Mayo Clinic moves to Epic

'With our staff working together on a common system, we will be able to accelerate innovation'
By Mike Miliard
04:03 PM
Mayo Clinic

In the latest example of a world-class health system yanking its established electronic health record in favor of a blue chip vendor, Mayo Clinic is migrating to Epic.

[See also: Mayo goes all out for decision support]

“We’re confident in choosing Epic as our strategic partner as we continue to enhance Mayo Clinic’s excellence in health care and medical innovation,” said John Noseworthy, MD, Mayo Clinic's president and CEO, in a statement announcing the partnership.

Epic will deploy a single, integrated EHR and revenue cycle management system at the renowned campus. This will replace Mayo’s three EHRs currently in use today, and will be the foundation for the next "several decades" of care delivery there, officials say.

Mayo Clinic currently uses EHRs from both GE and Cerner.

[See also: Intermountain signs sweeping EHR deal]

More than 45,000 Mayo staff will be trained to use the new technology.
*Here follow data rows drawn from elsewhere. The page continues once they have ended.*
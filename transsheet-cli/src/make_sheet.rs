use std::path::Path;

use transsheet::{
    FormatType, MachineCatalog, SheetLayout, SheetOptions, StringCatalog, build_sheet_records,
    formats::language::read_bucket,
    pipeline::sheet_paths,
};

use crate::validation::{
    ensure_output_dir, validate_extension, validate_file_path, validate_output_path,
    validate_overwrite, validate_rows_per_sheet,
};

/// Options of the `sheet` command.
#[derive(Debug, Clone, Default)]
pub struct SheetArgs {
    pub input: String,
    pub sheet: String,
    pub fan: Option<String>,
    pub umm: Option<String>,
    pub rows_per_sheet: usize,
    pub tag_controls: bool,
    pub compare: bool,
    pub overwrite: bool,
}

/// Run the sheet command: build a translation sheet from a source string file.
pub fn run_sheet_command(args: &SheetArgs) -> Result<(), String> {
    validate_file_path(&args.input).map_err(|e| format!("Input (-i): {}", e))?;
    validate_extension(&args.input, &[FormatType::Json.extension()])
        .map_err(|e| format!("Input (-i): {}", e))?;
    if let Some(fan) = &args.fan {
        validate_file_path(fan).map_err(|e| format!("Fan translation (-f): {}", e))?;
    }
    if let Some(umm) = &args.umm {
        validate_file_path(umm).map_err(|e| format!("Machine translation (-u): {}", e))?;
    }
    validate_extension(&args.sheet, &[FormatType::Csv.extension()])
        .map_err(|e| format!("Sheet (-s): {}", e))?;
    validate_rows_per_sheet(args.rows_per_sheet)?;

    let mut strings = StringCatalog::new();
    strings
        .add_bucket(read_bucket(&args.input).map_err(|e| e.to_string())?)
        .map_err(|e| e.to_string())?;

    let fan = match &args.fan {
        Some(path) => {
            let mut catalog = StringCatalog::new();
            catalog
                .add_bucket(read_bucket(path).map_err(|e| e.to_string())?)
                .map_err(|e| e.to_string())?;
            Some(catalog)
        }
        None => None,
    };

    let machine = match &args.umm {
        Some(path) => Some(MachineCatalog::load(path).map_err(|e| e.to_string())?),
        None => None,
    };

    let records = build_sheet_records(
        &strings,
        fan.as_ref(),
        machine.as_ref(),
        args.tag_controls,
    );

    let sheet_path = Path::new(&args.sheet);
    for path in sheet_paths(sheet_path, records.len(), args.rows_per_sheet) {
        let path = path.to_string_lossy();
        validate_overwrite(&path, args.overwrite)?;
        validate_output_path(&path)?;
    }

    let options = SheetOptions {
        tag_controls: args.tag_controls,
        rows_per_sheet: args.rows_per_sheet,
        layout: if args.compare {
            SheetLayout::Compare
        } else {
            SheetLayout::Full
        },
    };
    ensure_output_dir(&args.sheet)?;
    let written = transsheet::write_sheet(&records, sheet_path, &options)
        .map_err(|e| format!("Error writing sheet: {}", e))?;

    for path in &written {
        tracing::info!(path = %path.display(), "sheet written");
    }
    println!(
        "✅ Wrote {} rows to {} file(s)",
        records.len(),
        written.len()
    );
    Ok(())
}
//! Machine translation input.
//!
//! Machine translations are imported from a previously published MOD CSV
//! (`Key,Value,No`) and fill the machine column of new sheets.

use std::path::Path;

use indexmap::IndexMap;
use uuid::Uuid;

use crate::{error::Error, formats::ModRecord, traits::Parser};

#[derive(Debug, Clone, PartialEq, Eq)]
pub struct MachineEntry {
    pub key: Uuid,
    pub value: String,
    pub no: String,
}

impl From<ModRecord> for MachineEntry {
    fn from(record: ModRecord) -> Self {
        MachineEntry {
            key: record.key,
            value: record.value,
            no: record.no,
        }
    }
}

/// Machine translations keyed by string key.
#[derive(Debug, Clone, Default)]
pub struct MachineCatalog {
    entries: IndexMap<Uuid, MachineEntry>,
}

impl MachineCatalog {
    pub fn new() -> Self {
        Self::default()
    }

    pub fn add_entry(&mut self, entry: MachineEntry) -> Result<(), Error> {
        if self.entries.contains_key(&entry.key) {
            return Err(Error::duplicate_key("machine translation", entry.key));
        }
        self.entries.insert(entry.key, entry);
        Ok(())
    }

    pub fn from_records(records: impl IntoIterator<Item = ModRecord>) -> Result<Self, Error> {
        let mut catalog = MachineCatalog::new();
        for record in records {
            catalog.add_entry(record.into())?;
        }
        Ok(catalog)
    }

    pub fn load<P: AsRef<Path>>(path: P) -> Result<Self, Error> {
        let path = path.as_ref();
        let records = Vec::<ModRecord>::read_from(path)?;
        let catalog = MachineCatalog::from_records(records)?;
        tracing::debug!(
            path = %path.display(),
            entries = catalog.len(),
            "loaded machine translations"
        );
        Ok(catalog)
    }

    pub fn get(&self, key: &Uuid) -> Option<&MachineEntry> {
        self.entries.get(key)
    }

    pub fn len(&self) -> usize {
        self.entries.len()
    }

    pub fn is_empty(&self) -> bool {
        self.entries.is_empty()
    }
}

#[cfg(test)]
mod tests {
    use super::*;

    fn record(n: u128, value: &str) -> ModRecord {
        ModRecord {
            key: Uuid::from_u128(n),
            value: value.to_string(),
            no: String::new(),
        }
    }

    #[test]
    fn test_from_records() {
        let catalog = MachineCatalog::from_records(vec![record(1, "一"), record(2, "二")]).unwrap();
        assert_eq!(catalog.len(), 2);
        assert_eq!(catalog.get(&Uuid::from_u128(2)).unwrap().value, "二");
        assert!(catalog.get(&Uuid::from_u128(3)).is_none());
    }

    #[test]
    fn test_duplicate_key_is_an_error() {
        let result = MachineCatalog::from_records(vec![record(1, "一"), record(1, "壱")]);
        assert!(matches!(result, Err(Error::DuplicateKey { .. })));
    }

    #[test]
    fn test_load() {
        let dir = tempfile::TempDir::new().unwrap();
        let path = dir.path().join("umm.csv");
        std::fs::write(
            &path,
            "\u{FEFF}Key,Value,No\n00000000-0000-0000-0000-000000000001,機械翻訳,vy\n",
        )
        .unwrap();
        let catalog = MachineCatalog::load(&path).unwrap();
        let entry = catalog.get(&Uuid::from_u128(1)).unwrap();
        assert_eq!(entry.value, "機械翻訳");
        assert_eq!(entry.no, "vy");
    }
}
//! Glossary catalog and variable substitution.
//!
//! Game text embeds variables such as `@npc_Dragon@`: the part before the
//! first `_` is a prefix naming what kind of noun follows, the second
//! segment is the noun itself. Glossary rows are addressed by a
//! [`GlossaryKey`] made of an optional prefix and the original text, so
//! `@npc_Dragon@` looks up `(Some("npc"), "Dragon")` and `@Dragon@` looks up
//! `(None, "Dragon")`. Any further `_` in a token becomes `:` in the original
//! text: `@npc_Red_Dragon@` looks up `(Some("npc"), "Red:Dragon")`.
//! Keys print in their canonical `prefix:original` form.

use std::{
    fmt::{Display, Formatter},
    path::Path,
    str::FromStr,
};

use indexmap::IndexMap;
use lazy_static::lazy_static;
use regex::{Regex, RegexBuilder};

use crate::{
    error::Error,
    formats::GlossaryRecord,
    traits::Parser,
    types::is_blank,
};

/// Delimiter wrapped around variables in game text.
pub const VARIABLE_DELIMITER: char = '@';
/// Separates the prefix from the noun inside a variable.
pub const TOKEN_SEPARATOR: char = '_';
/// Separates the prefix from the original text in canonical keys.
pub const KEY_SEPARATOR: char = ':';

lazy_static! {
    static ref DEFAULT_PATTERN: Regex = Regex::new(r"(?is)@.*?@").unwrap();
}

/// How a glossary variable is rewritten.
#[derive(Debug, Clone, Copy, PartialEq, Eq, Hash, Default)]
pub enum ConversionType {
    /// Keep the noun untranslated, dropping delimiters and prefix.
    #[default]
    None,
    AlwaysTranslate,
    NounTranslate,
}

impl ConversionType {
    /// Parses the glossary column value: `""`, `#` or `$`.
    pub fn from_sentinel(sentinel: &str) -> Result<Self, Error> {
        match sentinel {
            "" => Ok(ConversionType::None),
            "#" => Ok(ConversionType::AlwaysTranslate),
            "$" => Ok(ConversionType::NounTranslate),
            other => Err(Error::UnknownConversionType(other.to_string())),
        }
    }

    pub fn sentinel(&self) -> &'static str {
        match self {
            ConversionType::None => "",
            ConversionType::AlwaysTranslate => "#",
            ConversionType::NounTranslate => "$",
        }
    }
}

impl Display for ConversionType {
    fn fmt(&self, f: &mut Formatter<'_>) -> std::fmt::Result {
        match self {
            ConversionType::None => write!(f, "none"),
            ConversionType::AlwaysTranslate => write!(f, "always"),
            ConversionType::NounTranslate => write!(f, "noun"),
        }
    }
}

impl FromStr for ConversionType {
    type Err = Error;

    fn from_str(s: &str) -> Result<Self, Self::Err> {
        match s.trim().to_ascii_lowercase().as_str() {
            "none" => Ok(ConversionType::None),
            "always" | "alwaystranslate" => Ok(ConversionType::AlwaysTranslate),
            "noun" | "nountranslate" => Ok(ConversionType::NounTranslate),
            other => Err(Error::UnknownConversionType(other.to_string())),
        }
    }
}

/// Address of a glossary row.
#[derive(Debug, Clone, PartialEq, Eq, Hash)]
pub struct GlossaryKey {
    pub prefix: Option<String>,
    pub original: String,
}

impl GlossaryKey {
    /// A blank prefix means the key is unprefixed.
    pub fn new(prefix: &str, original: impl Into<String>) -> Self {
        GlossaryKey {
            prefix: (!is_blank(prefix)).then(|| prefix.to_string()),
            original: original.into(),
        }
    }

    /// Builds the key a variable token refers to, e.g. `@npc_Dragon@`.
    pub fn from_token(token: &str) -> Self {
        let name = strip_delimiters(token);
        match name.split_once(TOKEN_SEPARATOR) {
            Some((prefix, rest)) => {
                let original = rest.replace(TOKEN_SEPARATOR, &KEY_SEPARATOR.to_string());
                GlossaryKey::new(prefix, original)
            }
            None => GlossaryKey::new("", name),
        }
    }
}

impl Display for GlossaryKey {
    fn fmt(&self, f: &mut Formatter<'_>) -> std::fmt::Result {
        match &self.prefix {
            Some(prefix) => write!(f, "{}{}{}", prefix, KEY_SEPARATOR, self.original),
            None => write!(f, "{}", self.original),
        }
    }
}

#[derive(Debug, Clone, PartialEq, Eq)]
pub struct GlossaryEntry {
    pub conversion_type: ConversionType,
    pub prefix: String,
    pub original: String,
    pub translated: String,
}

impl GlossaryEntry {
    pub fn new(
        conversion_type: ConversionType,
        prefix: impl Into<String>,
        original: impl Into<String>,
        translated: impl Into<String>,
    ) -> Self {
        GlossaryEntry {
            conversion_type,
            prefix: prefix.into(),
            original: original.into(),
            translated: translated.into(),
        }
    }

    pub fn key(&self) -> GlossaryKey {
        GlossaryKey::new(&self.prefix, self.original.clone())
    }
}

/// Result of a substitution pass.
#[derive(Debug, Clone, PartialEq, Eq, Default)]
pub struct Substitution {
    pub text: String,
    /// Whether the pattern found any variable at all.
    pub replaced: bool,
    /// Variables left in place because the glossary has no usable translation.
    pub unresolved: Vec<String>,
}

/// Glossary rows keyed by [`GlossaryKey`], in load order.
#[derive(Debug, Clone, Default)]
pub struct Glossary {
    entries: IndexMap<GlossaryKey, GlossaryEntry>,
}

impl Glossary {
    pub fn new() -> Self {
        Self::default()
    }

    pub fn add_entry(&mut self, entry: GlossaryEntry) -> Result<(), Error> {
        let key = entry.key();
        if self.entries.contains_key(&key) {
            return Err(Error::DuplicateGlossaryKey(key.to_string()));
        }
        self.entries.insert(key, entry);
        Ok(())
    }

    /// Builds a glossary, failing if any key occurs more than once.
    ///
    /// Every duplicate is reported before the load fails, so one run shows
    /// all rows that need fixing.
    pub fn from_entries(entries: impl IntoIterator<Item = GlossaryEntry>) -> Result<Self, Error> {
        let mut glossary = Glossary::new();
        let mut count = 0;
        for entry in entries {
            if let Err(e) = glossary.add_entry(entry) {
                tracing::warn!("{}", e);
                count += 1;
            }
        }
        if count > 0 {
            return Err(Error::DuplicateGlossaryKeys { count });
        }
        Ok(glossary)
    }

    /// Loads a glossary CSV file.
    pub fn load<P: AsRef<Path>>(path: P) -> Result<Self, Error> {
        let path = path.as_ref();
        let records = Vec::<GlossaryRecord>::read_from(path)?;
        let entries = records
            .into_iter()
            .map(GlossaryEntry::try_from)
            .collect::<Result<Vec<_>, _>>()?;
        let glossary = Glossary::from_entries(entries)?;
        tracing::debug!(path = %path.display(), entries = glossary.len(), "loaded glossary");
        Ok(glossary)
    }

    pub fn get(&self, key: &GlossaryKey) -> Option<&GlossaryEntry> {
        self.entries.get(key)
    }

    /// Finds the row a variable token refers to.
    pub fn lookup_token(&self, token: &str) -> Option<&GlossaryEntry> {
        self.get(&GlossaryKey::from_token(token))
    }

    pub fn len(&self) -> usize {
        self.entries.len()
    }

    pub fn is_empty(&self) -> bool {
        self.entries.is_empty()
    }

    pub fn iter(&self) -> impl Iterator<Item = &GlossaryEntry> {
        self.entries.values()
    }

    /// Rewrites the variables found in `text`.
    ///
    /// A blank `pattern` matches `@...@` lazily, across line breaks. Custom
    /// patterns are compiled case-insensitive with `.` matching newlines.
    /// Distinct tokens are processed in order of first appearance and every
    /// occurrence of a token is replaced literally.
    pub fn substitute(
        &self,
        text: &str,
        mode: ConversionType,
        pattern: &str,
    ) -> Result<Substitution, Error> {
        let custom;
        let regex = if is_blank(pattern) {
            &*DEFAULT_PATTERN
        } else {
            custom = RegexBuilder::new(pattern)
                .case_insensitive(true)
                .dot_matches_new_line(true)
                .build()?;
            &custom
        };

        let mut tokens: Vec<&str> = Vec::new();
        for m in regex.find_iter(text) {
            if !tokens.contains(&m.as_str()) {
                tokens.push(m.as_str());
            }
        }

        let mut result = Substitution {
            text: text.to_string(),
            replaced: !tokens.is_empty(),
            unresolved: Vec::new(),
        };

        for token in tokens {
            let translated = self
                .lookup_token(token)
                .map(|entry| entry.translated.as_str())
                .filter(|t| !is_blank(t));
            let Some(translated) = translated else {
                result.unresolved.push(token.to_string());
                continue;
            };
            let replacement = match mode {
                ConversionType::None => bare_noun(token),
                ConversionType::AlwaysTranslate | ConversionType::NounTranslate => {
                    translated.to_string()
                }
            };
            result.text = result.text.replace(token, &replacement);
        }

        Ok(result)
    }
}

fn strip_delimiters(token: &str) -> String {
    token.replace(VARIABLE_DELIMITER, "")
}

/// The noun of a token: the second `_` segment, or the whole name.
fn bare_noun(token: &str) -> String {
    let name = strip_delimiters(token);
    match name.split(TOKEN_SEPARATOR).nth(1) {
        Some(noun) => noun.to_string(),
        None => name,
    }
}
"With our staff working together on a common system, we will be able to accelerate innovation, enhance services and provide a better experience for our patients," said Dawn Milliner, MD, Mayo’s chief medical information officer, in a press statement.

The project team is expected to be convened by April 2015, officials say. The system will be built over this year and next, with a rollout planned for 2017.

"The project team will include staff from Mayo Clinic, Epic and external consulting organizations," said Cris Ross, Mayo Clinic's chief information officer, in a statement. "We are announcing our decision today so that we can begin to assemble the project team and launch the project."

In 2012, Partners HealthCare selected Epic to be its "information system of the future" after three pioneering decades using its own self-developed EHR.

In 2013, Intermountain Healthcare embarked on the transition to a Cerner system, citing its abilty to help pivot toward the era of value-based care.

But John Halamka, MD, CIO of Boston's Beth Israel Deaconess Medical Center has asked some questions about the mass migration toward name vendors like Epic and Cerner (whom some have likened to the "Coke and Pepsi" of the EHR market).

"At times, in the era of Epic, I feel that screams to join the Epic bandwagon are directed at me." Halamka wrote in 2013, noting that other Hub hospitals, such as Boston Medical Center and Lahey Clinic, were also contracting with the Verona, Wis., behemoth.

[See also: Epic holdout questions install craze]

For the time being, he was happy to be a holdout, he said: "Every day, clinicians ask me for innovations because they know our self-built, cloud-hosted, mobile-friendly core clinical systems are limited only by our imagination."